I had a great work day experience at the West Broad Street community garden today participating in a composting workshop. Our compost expert was an undergrad student at the University of Georgia, Athens and was so knowledgeable and helpful in getting us to all understand the process of composting. We discussed the differences between anaerobic and aerobic composting and the ways in which each needs to be dealt with. Essentially we created what was called “windrows”, piles of organic matter set up in striations of nitrogen rich materials(coffee grinds) alternating with carbon rich materials (brown matter) on top of a tube without holes throughout that is able to carry oxygen throughout the pile. The whole idea is that oxygenated compost will speed up the process of composting.
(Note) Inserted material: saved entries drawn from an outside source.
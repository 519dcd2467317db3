// Fen runtime: the emitted IR, the typed object model with per-type
// method tables, the native bridge functions, and the tree-walking
// interpreter that executes compiled programs.

pub mod data;
pub mod interp;
pub mod ir;
pub mod natives;

pub use data::{Attr, Data, DataMeta, DataObject, FunctionObject, MetaId, MetaManager, Value};
pub use interp::Interpreter;
pub use ir::{IrExpr, IrFunction, IrProgram, IrStmt};
pub use natives::{builtin_natives, format_float, NativeFn, Natives, NATIVE_SIGNATURES};

use thiserror::Error;

#[derive(Debug, Error)]
pub enum RuntimeError {
    #[error("undefined function `{0}`")]
    UndefinedFunction(String),
    #[error("undefined variable `{0}`")]
    UndefinedVariable(String),
    #[error("no method `{method}` for trait `{trait_key}` on type `{type_key}`")]
    MissingMethod {
        type_key: String,
        method: String,
        trait_key: String,
    },
    #[error("no attribute `{attr}` on value of type `{type_key}`")]
    MissingAttribute { type_key: String, attr: String },
    #[error("type error: {0}")]
    TypeError(String),
    #[error("division by zero")]
    DivisionByZero,
    #[error("call stack exhausted")]
    StackOverflow,
    #[error("panic: {0}")]
    Panic(String),
    #[error("{0}")]
    Io(#[from] std::io::Error),
    #[error("internal runtime fault: {0}")]
    Internal(String),
}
Volunteers and Interns got to sort through piles, learning about different ways to more efficiently compost. We moved difficult to compost items like heavy pieces of wood, which will be broken down in a wood chip machine so this week to assist in their decomposition process. All and all the workshop was informative and definitely a “work” shop in the truest sense of the word.
Some of the things I noticed was the incredible odor coming from the anaerobically decomposing compost as opposed to the “windrows”. The odor of methane and sulfur was evident coming from the compost matter that wasn’t aerated and allowed more regular exposure to oxygen.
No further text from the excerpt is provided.